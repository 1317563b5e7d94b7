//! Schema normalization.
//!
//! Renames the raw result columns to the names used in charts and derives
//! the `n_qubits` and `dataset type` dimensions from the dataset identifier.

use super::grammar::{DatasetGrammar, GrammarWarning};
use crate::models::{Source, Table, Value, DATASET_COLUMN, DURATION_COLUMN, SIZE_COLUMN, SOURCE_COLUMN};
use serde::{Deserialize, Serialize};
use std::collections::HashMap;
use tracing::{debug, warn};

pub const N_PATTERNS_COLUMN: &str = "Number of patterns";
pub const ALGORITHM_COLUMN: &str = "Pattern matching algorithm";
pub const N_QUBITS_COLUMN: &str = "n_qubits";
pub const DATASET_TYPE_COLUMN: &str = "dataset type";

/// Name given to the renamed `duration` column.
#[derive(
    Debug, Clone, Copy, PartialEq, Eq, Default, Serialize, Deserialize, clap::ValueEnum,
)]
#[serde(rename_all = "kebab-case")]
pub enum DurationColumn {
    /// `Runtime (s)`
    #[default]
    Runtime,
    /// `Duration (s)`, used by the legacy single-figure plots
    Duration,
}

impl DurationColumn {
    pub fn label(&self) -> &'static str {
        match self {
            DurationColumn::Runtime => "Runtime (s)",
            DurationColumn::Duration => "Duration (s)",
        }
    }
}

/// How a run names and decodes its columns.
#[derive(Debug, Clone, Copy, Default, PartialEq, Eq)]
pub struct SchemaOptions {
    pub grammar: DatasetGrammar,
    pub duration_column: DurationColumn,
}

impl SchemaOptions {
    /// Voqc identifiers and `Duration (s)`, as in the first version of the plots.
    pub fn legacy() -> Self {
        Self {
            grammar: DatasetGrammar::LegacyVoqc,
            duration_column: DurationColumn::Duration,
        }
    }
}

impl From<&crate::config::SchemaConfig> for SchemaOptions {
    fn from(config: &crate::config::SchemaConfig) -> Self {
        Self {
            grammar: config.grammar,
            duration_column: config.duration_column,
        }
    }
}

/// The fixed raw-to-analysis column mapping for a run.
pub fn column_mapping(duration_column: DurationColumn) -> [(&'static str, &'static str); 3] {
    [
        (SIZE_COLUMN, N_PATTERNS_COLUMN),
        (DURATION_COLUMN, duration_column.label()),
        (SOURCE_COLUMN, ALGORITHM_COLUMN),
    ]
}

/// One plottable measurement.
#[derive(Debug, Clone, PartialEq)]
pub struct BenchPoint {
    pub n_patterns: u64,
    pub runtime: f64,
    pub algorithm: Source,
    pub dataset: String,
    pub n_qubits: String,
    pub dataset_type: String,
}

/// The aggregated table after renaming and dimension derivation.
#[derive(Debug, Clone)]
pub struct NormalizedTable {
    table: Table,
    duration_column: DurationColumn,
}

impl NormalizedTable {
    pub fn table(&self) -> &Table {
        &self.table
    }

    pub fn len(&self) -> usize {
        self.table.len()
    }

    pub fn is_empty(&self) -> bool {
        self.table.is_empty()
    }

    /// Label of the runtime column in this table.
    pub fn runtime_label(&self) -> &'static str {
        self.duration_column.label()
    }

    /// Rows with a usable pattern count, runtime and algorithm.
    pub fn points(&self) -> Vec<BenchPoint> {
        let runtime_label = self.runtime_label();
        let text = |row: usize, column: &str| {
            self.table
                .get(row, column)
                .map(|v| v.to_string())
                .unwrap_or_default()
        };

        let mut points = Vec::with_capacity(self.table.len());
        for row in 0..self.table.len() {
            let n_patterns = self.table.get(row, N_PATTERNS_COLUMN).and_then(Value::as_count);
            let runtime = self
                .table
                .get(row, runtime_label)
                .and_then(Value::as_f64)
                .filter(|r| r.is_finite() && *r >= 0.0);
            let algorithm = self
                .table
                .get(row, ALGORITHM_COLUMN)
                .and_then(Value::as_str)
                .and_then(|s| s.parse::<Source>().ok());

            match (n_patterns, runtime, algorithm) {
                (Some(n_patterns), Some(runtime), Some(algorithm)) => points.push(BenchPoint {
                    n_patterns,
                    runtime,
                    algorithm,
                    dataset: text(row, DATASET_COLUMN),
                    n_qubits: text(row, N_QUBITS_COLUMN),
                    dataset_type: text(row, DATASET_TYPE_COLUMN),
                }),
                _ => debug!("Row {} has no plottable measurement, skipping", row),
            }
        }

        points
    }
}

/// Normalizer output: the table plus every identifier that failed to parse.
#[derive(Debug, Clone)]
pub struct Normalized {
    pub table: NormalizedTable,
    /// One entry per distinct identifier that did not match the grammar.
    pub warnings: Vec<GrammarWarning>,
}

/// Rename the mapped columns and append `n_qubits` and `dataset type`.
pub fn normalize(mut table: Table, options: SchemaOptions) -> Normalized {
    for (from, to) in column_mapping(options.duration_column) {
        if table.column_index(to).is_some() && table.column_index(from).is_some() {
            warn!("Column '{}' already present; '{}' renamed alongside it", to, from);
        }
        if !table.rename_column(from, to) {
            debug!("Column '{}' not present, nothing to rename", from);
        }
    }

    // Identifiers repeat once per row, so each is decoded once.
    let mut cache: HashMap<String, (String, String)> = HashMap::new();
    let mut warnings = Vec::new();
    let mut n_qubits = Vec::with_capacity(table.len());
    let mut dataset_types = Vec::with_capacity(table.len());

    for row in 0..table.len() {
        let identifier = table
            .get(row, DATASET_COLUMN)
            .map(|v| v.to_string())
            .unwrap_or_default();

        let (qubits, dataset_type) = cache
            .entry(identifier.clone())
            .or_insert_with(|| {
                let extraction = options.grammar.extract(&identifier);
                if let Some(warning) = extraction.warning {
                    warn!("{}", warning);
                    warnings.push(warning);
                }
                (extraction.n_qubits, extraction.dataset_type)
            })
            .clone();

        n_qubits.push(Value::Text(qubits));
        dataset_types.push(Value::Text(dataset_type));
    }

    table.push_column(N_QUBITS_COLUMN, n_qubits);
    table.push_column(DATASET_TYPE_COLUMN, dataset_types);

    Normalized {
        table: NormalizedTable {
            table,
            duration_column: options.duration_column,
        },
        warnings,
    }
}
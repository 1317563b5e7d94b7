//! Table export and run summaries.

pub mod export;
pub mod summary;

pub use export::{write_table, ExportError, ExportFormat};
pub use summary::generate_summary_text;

____________

#### [Work order]
Once you have read the entries above, copy them out exactly as they were given.

#### [Response]
repository 1317563b5e7d94b7
//! Schema normalization.
//!
//! Renames the raw result columns to the names used in charts and derives
//! the `n_qubits` and `dataset type` dimensions from the dataset identifier.

use super::grammar::{DatasetGrammar, GrammarWarning};
use crate::models::{Source, Table, Value, DATASET_COLUMN, DURATION_COLUMN, SIZE_COLUMN, SOURCE_COLUMN};
use serde::{Deserialize, Serialize};
use std::collections::HashMap;
use tracing::{debug, warn};

pub const N_PATTERNS_COLUMN: &str = "Number of patterns";
pub const ALGORITHM_COLUMN: &str = "Pattern matching algorithm";
pub const N_QUBITS_COLUMN: &str = "n_qubits";
pub const DATASET_TYPE_COLUMN: &str = "dataset type";

/// Name given to the renamed `duration` column.
#[derive(
    Debug, Clone, Copy, PartialEq, Eq, Default, Serialize, Deserialize, clap::ValueEnum,
)]
#[serde(rename_all = "kebab-case")]
pub enum DurationColumn {
    /// `Runtime (s)`
    #[default]
    Runtime,
    /// `Duration (s)`, used by the legacy single-figure plots
    Duration,
}

impl DurationColumn {
    pub fn label(&self) -> &'static str {
        match self {
            DurationColumn::Runtime => "Runtime (s)",
            DurationColumn::Duration => "Duration (s)",
        }
    }
}

/// How a run names and decodes its columns.
#[derive(Debug, Clone, Copy, Default, PartialEq, Eq)]
pub struct SchemaOptions {
    pub grammar: DatasetGrammar,
    pub duration_column: DurationColumn,
}

impl SchemaOptions {
    /// Voqc identifiers and `Duration (s)`, as in the first version of the plots.
    pub fn legacy() -> Self {
        Self {
            grammar: DatasetGrammar::LegacyVoqc,
            duration_column: DurationColumn::Duration,
        }
    }
}

impl From<&crate::config::SchemaConfig> for SchemaOptions {
    fn from(config: &crate::config::SchemaConfig) -> Self {
        Self {
            grammar: config.grammar,
            duration_column: config.duration_column,
        }
    }
}

/// The fixed raw-to-analysis column mapping for a run.
pub fn column_mapping(duration_column: DurationColumn) -> [(&'static str, &'static str); 3] {
    [
        (SIZE_COLUMN, N_PATTERNS_COLUMN),
        (DURATION_COLUMN, duration_column.label()),
        (SOURCE_COLUMN, ALGORITHM_COLUMN),
    ]
}

/// One plottable measurement.
#[derive(Debug, Clone, PartialEq)]
pub struct BenchPoint {
    pub n_patterns: u64,
    pub runtime: f64,
    pub algorithm: Source,
    pub dataset: String,
    pub n_qubits: String,
    pub dataset_type: String,
}

/// The aggregated table after renaming and dimension derivation.
#[derive(Debug, Clone)]
pub struct NormalizedTable {
    table: Table,
    duration_column: DurationColumn,
}

impl NormalizedTable {
    pub fn table(&self) -> &Table {
        &self.table
    }

    pub fn len(&self) -> usize {
        self.table.len()
    }

    pub fn is_empty(&self) -> bool {
        self.table.is_empty()
    }

    /// Label of the runtime column in this table.
    pub fn runtime_label(&self) -> &'static str {
        self.duration_column.label()
    }

    /// Rows with a usable pattern count, runtime and algorithm.
    pub fn points(&self) -> Vec<BenchPoint> {
        let runtime_label = self.runtime_label();
        let text = |row: usize, column: &str| {
            self.table
                .get(row, column)
                .map(|v| v.to_string())
                .unwrap_or_default()
        };

        let mut points = Vec::with_capacity(self.table.len());
        for row in 0..self.table.len() {
            let n_patterns = self.table.get(row, N_PATTERNS_COLUMN).and_then(Value::as_count);
            let runtime = self
                .table
                .get(row, runtime_label)
                .and_then(Value::as_f64)
                .filter(|r| r.is_finite() && *r >= 0.0);
            let algorithm = self
                .table
                .get(row, ALGORITHM_COLUMN)
                .and_then(Value::as_str)
                .and_then(|s| s.parse::<Source>().ok());

            match (n_patterns, runtime, algorithm) {
                (Some(n_patterns), Some(runtime), Some(algorithm)) => points.push(BenchPoint {
                    n_patterns,
                    runtime,
                    algorithm,
                    dataset: text(row, DATASET_COLUMN),
                    n_qubits: text(row, N_QUBITS_COLUMN),
                    dataset_type: text(row, DATASET_TYPE_COLUMN),
                }),
                _ => debug!("Row {} has no plottable measurement, skipping", row),
            }
        }

        points
    }
}

/// Normalizer output: the table plus every identifier that failed to parse.
#[derive(Debug, Clone)]
pub struct Normalized {
    pub table: NormalizedTable,
    /// One entry per distinct identifier that did not match the grammar.
    pub warnings: Vec<GrammarWarning>,
}

/// Rename the mapped columns and append `n_qubits` and `dataset type`.
pub fn normalize(mut table: Table, options: SchemaOptions) -> Normalized {
    for (from, to) in column_mapping(options.duration_column) {
        if table.column_index(to).is_some() && table.column_index(from).is_some() {
            warn!("Column '{}' already present; '{}' renamed alongside it", to, from);
        }
        if !table.rename_column(from, to) {
            debug!("Column '{}' not present, nothing to rename", from);
        }
    }

    // Identifiers repeat once per row, so each is decoded once.
    let mut cache: HashMap<String, (String, String)> = HashMap::new();
    let mut warnings = Vec::new();
    let mut n_qubits = Vec::with_capacity(table.len());
    let mut dataset_types = Vec::with_capacity(table.len());

    for row in 0..table.len() {
        let identifier = table
            .get(row, DATASET_COLUMN)
            .map(|v| v.to_string())
            .unwrap_or_default();

        let (qubits, dataset_type) = cache
            .entry(identifier.clone())
            .or_insert_with(|| {
                let extraction = options.grammar.extract(&identifier);
                if let Some(warning) = extraction.warning {
                    warn!("{}", warning);
                    warnings.push(warning);
                }
                (extraction.n_qubits, extraction.dataset_type)
            })
            .clone();

        n_qubits.push(Value::Text(qubits));
        dataset_types.push(Value::Text(dataset_type));
    }

    table.push_column(N_QUBITS_COLUMN, n_qubits);
    table.push_column(DATASET_TYPE_COLUMN, dataset_types);

    Normalized {
        table: NormalizedTable {
            table,
            duration_column: options.duration_column,
        },
        warnings,
    }
}
repository 1317563b5e7d94b7
//! Table export and run summaries.

pub mod export;
pub mod summary;

pub use export::{write_table, ExportError, ExportFormat};
pub use summary::generate_summary_text;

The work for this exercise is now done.